Should brands be afraid of risks? Why failing is okay.

McDonald’s took a risk with their recent ‘dead dad’ ad. Unfortunately for them, it didn’t pay off.

The public reaction and negative backlash to the ad hasn’t been quite as extreme as the Pepsi debacle, but it’s been enough to cause McDonald’s to pull the campaign and issue an apologetic statement.

Unlike Pepsi, we don’t believe McDonald’s deserve to be lambasted for the ad. The difference here; one brand was irresponsible with their platform to influence, trivializing the ‘black lives matter’ protests and the sexualization of women in the fashion industry, while the other was a victim of their own category.

For example, John Lewis is for many, a middle-class brand who can do no wrong with their ads. Now picture this. John Lewis launches a Christmas advert that shows a fatherless boy unwrapping a pair of green woolly gloves. The boy is ecstatic. The mother looks at her son lovingly and says, “your father loved green woolly gloves, too” – cue lump in throat, sales go through the roof. There is a sense of double standards here, but this is the world we live in.

We believe brands, especially those who embrace a challenger mindset, need to take risks. If you’re not getting it wrong sometimes, you’ll never get it right in a big way.

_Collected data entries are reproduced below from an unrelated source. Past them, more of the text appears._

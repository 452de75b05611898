//! The ranges tracker keeps a set of tracked changes (inserts and deletes, like track changes in
//! Word) and comments attached to a document. We don't store the document itself. Instead we're
//! told about every op applied to it, and we move our ranges to match.
//!
//! The ranges describe the document *as it is now*. So tracked inserts cover text which is in the
//! document, and tracked deletes cover text which is no longer there. The length of a tracked
//! delete doesn't push later offsets along:
//!
//! ```text
//!             this is the current text of the document
//!                         |-----|            |
//!  {i: "current ", p:12} -^                   ^- {d: "old ", p: 31}
//! ```
//!
//! Track changes rules (consistent with Word):
//!
//! - Text inserted at a tracked delete goes to the left of the delete.
//!   `"foo|bar" -> "foobaz|bar"`, where `|` is the delete and 'baz' is inserted.
//! - Deleting text flagged as inserted doesn't create a delete marker. It just removes the insert
//!   marker. A delete overlapping both regular and inserted text only marks the regular part.
//! - Deletes overlapping other deletes are merged.
//! - Inserts by another user don't merge with inserts by the first user. If they land in the
//!   middle of a previous insert, that insert is split in two.
//!
//! Ordering: `changes` and `comments` are plain vectors and we never re-sort them. Tie-breaks
//! between entries at the same offset come from their position in the vector. Ids aren't unique
//! either (merged history can duplicate them), so everything keyed by id matches *all* entries.

mod tracker;
mod insert;
mod delete;
mod dirty;
mod ids;
mod check;

use chrono::{DateTime, Utc};
use smartstring::alias::String as SmartString;
use crate::op::ListOpKind;
use crate::unicount::count_chars;
use crate::{ChangeId, CommentId, ThreadId};

#[cfg(feature = "serde")]
use serde::{Deserialize, Serialize};

pub use tracker::RangesTracker;
pub use insert::CoincidentDeletes;
pub use dirty::{DirtySet, DirtyState};
pub use ids::IdGenerator;

#[derive(Debug, Clone, Default, Eq, PartialEq)]
#[cfg_attr(feature = "serde", derive(Serialize, Deserialize))]
pub struct Metadata {
    #[cfg_attr(feature = "serde", serde(default, skip_serializing_if = "Option::is_none"))]
    pub user_id: Option<SmartString>,
    #[cfg_attr(feature = "serde", serde(default, skip_serializing_if = "Option::is_none"))]
    pub ts: Option<DateTime<Utc>>,
}

impl Metadata {
    pub fn new(user_id: &str, ts: DateTime<Utc>) -> Self {
        Self { user_id: Some(user_id.into()), ts: Some(ts) }
    }

    pub fn for_user(user_id: &str) -> Self {
        Self { user_id: Some(user_id.into()), ts: None }
    }
}

/// The op stored inside a tracked change. For inserts, `content` is the inserted text, which is in
/// the document at `pos`. For deletes, it's the deleted text (which we need to put back if the
/// delete is rejected).
#[derive(Debug, Clone, Eq, PartialEq)]
#[cfg_attr(feature = "serde", derive(Serialize, Deserialize), serde(try_from = "RawChangeOp", into = "RawChangeOp"))]
pub struct ChangeOp {
    pub pos: usize,
    pub kind: ListOpKind,
    pub content: SmartString,
}

impl ChangeOp {
    pub fn new_insert(pos: usize, content: &str) -> Self {
        Self { pos, kind: ListOpKind::Ins, content: content.into() }
    }

    pub fn new_delete(pos: usize, content: &str) -> Self {
        Self { pos, kind: ListOpKind::Del, content: content.into() }
    }

    #[inline]
    pub fn is_insert(&self) -> bool { self.kind == ListOpKind::Ins }

    #[inline]
    pub fn is_delete(&self) -> bool { self.kind == ListOpKind::Del }

    /// Length of the content in chars.
    pub fn len(&self) -> usize {
        count_chars(&self.content)
    }

    pub fn is_empty(&self) -> bool {
        self.content.is_empty()
    }

    /// Changes are kept ordered by offset, with deletes before inserts at the same offset. This is
    /// only used to pick a slot for *new* changes.
    pub(crate) fn sort_key(&self) -> (usize, u8) {
        (self.pos, match self.kind {
            ListOpKind::Del => 0,
            ListOpKind::Ins => 1,
        })
    }
}

#[derive(Debug, Clone, Eq, PartialEq)]
#[cfg_attr(feature = "serde", derive(Serialize, Deserialize))]
pub struct Change {
    pub id: ChangeId,
    pub op: ChangeOp,
    #[cfg_attr(feature = "serde", serde(default))]
    pub metadata: Metadata,
}

impl Change {
    pub fn new(id: &str, op: ChangeOp, metadata: Metadata) -> Self {
        Self { id: id.into(), op, metadata }
    }
}

#[derive(Debug, Clone, Eq, PartialEq)]
#[cfg_attr(feature = "serde", derive(Serialize, Deserialize))]
pub struct CommentOp {
    #[cfg_attr(feature = "serde", serde(rename = "p"))]
    pub pos: usize,
    /// The commented text.
    #[cfg_attr(feature = "serde", serde(rename = "c"))]
    pub content: SmartString,
    #[cfg_attr(feature = "serde", serde(rename = "t"))]
    pub thread: ThreadId,
}

impl CommentOp {
    pub fn len(&self) -> usize {
        count_chars(&self.content)
    }

    pub fn is_empty(&self) -> bool {
        self.content.is_empty()
    }
}

#[derive(Debug, Clone, Eq, PartialEq)]
#[cfg_attr(feature = "serde", derive(Serialize, Deserialize))]
pub struct Resolution {
    pub user_id: SmartString,
    pub ts: DateTime<Utc>,
}

#[derive(Debug, Clone, Eq, PartialEq)]
#[cfg_attr(feature = "serde", derive(Serialize, Deserialize))]
pub struct Comment {
    pub id: CommentId,
    pub op: CommentOp,
    #[cfg_attr(feature = "serde", serde(default))]
    pub metadata: Metadata,
    #[cfg_attr(feature = "serde", serde(default, skip_serializing_if = "Option::is_none"))]
    pub resolved: Option<Resolution>,
}

impl Comment {
    pub fn new(id: &str, pos: usize, content: &str, thread: &str) -> Self {
        Self {
            id: id.into(),
            op: CommentOp { pos, content: content.into(), thread: thread.into() },
            metadata: Metadata::default(),
            resolved: None,
        }
    }

    pub fn is_resolved(&self) -> bool {
        self.resolved.is_some()
    }
}

/// Everything the tracker knows about, in the shape it's persisted in. This is what gets loaded
/// when a document is opened, and written back out after it's been edited.
#[derive(Debug, Clone, Default, Eq, PartialEq)]
#[cfg_attr(feature = "serde", derive(Serialize, Deserialize))]
pub struct Ranges {
    #[cfg_attr(feature = "serde", serde(default))]
    pub changes: Vec<Change>,
    #[cfg_attr(feature = "serde", serde(default))]
    pub comments: Vec<Comment>,
}

impl Ranges {
    pub fn is_empty(&self) -> bool {
        self.changes.is_empty() && self.comments.is_empty()
    }
}

#[cfg(feature = "serde")]
#[derive(Debug, Clone, Serialize, Deserialize)]
struct RawChangeOp {
    p: usize,
    #[serde(default, skip_serializing_if = "Option::is_none")]
    i: Option<SmartString>,
    #[serde(default, skip_serializing_if = "Option::is_none")]
    d: Option<SmartString>,
}

#[cfg(feature = "serde")]
impl TryFrom<RawChangeOp> for ChangeOp {
    type Error = crate::op::InvalidOp;

    fn try_from(raw: RawChangeOp) -> Result<Self, Self::Error> {
        match (raw.i, raw.d) {
            (Some(content), None) => Ok(ChangeOp { pos: raw.p, kind: ListOpKind::Ins, content }),
            (None, Some(content)) => Ok(ChangeOp { pos: raw.p, kind: ListOpKind::Del, content }),
            _ => Err(crate::op::InvalidOp::new("tracked change needs exactly one of i and d")),
        }
    }
}

#[cfg(feature = "serde")]
impl From<ChangeOp> for RawChangeOp {
    fn from(op: ChangeOp) -> Self {
        match op.kind {
            ListOpKind::Ins => RawChangeOp { p: op.pos, i: Some(op.content), d: None },
            ListOpKind::Del => RawChangeOp { p: op.pos, i: None, d: Some(op.content) },
        }
    }
}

A successful John Lewis Christmas advert from 2014

Although the ad was badly received, the philosophy of risk taking is absolutely right and should be encouraged. If brands become hesitant about launching campaigns with challenger thinking, worrying too much about receiving negative feedback, consequently repealing months of hard work, we will find a lot of brands playing it safe with boring and repetitive work.

In venture capital there is a saying;

“If you’re not losing money, you’re not making money”.

You have to turn out a few turkeys to land the game-changing unicorn.

At A Little Bird we embrace occasional failure as a long-term path to faster and quicker growth. Fail, but learn, adapt and grow from your experiences.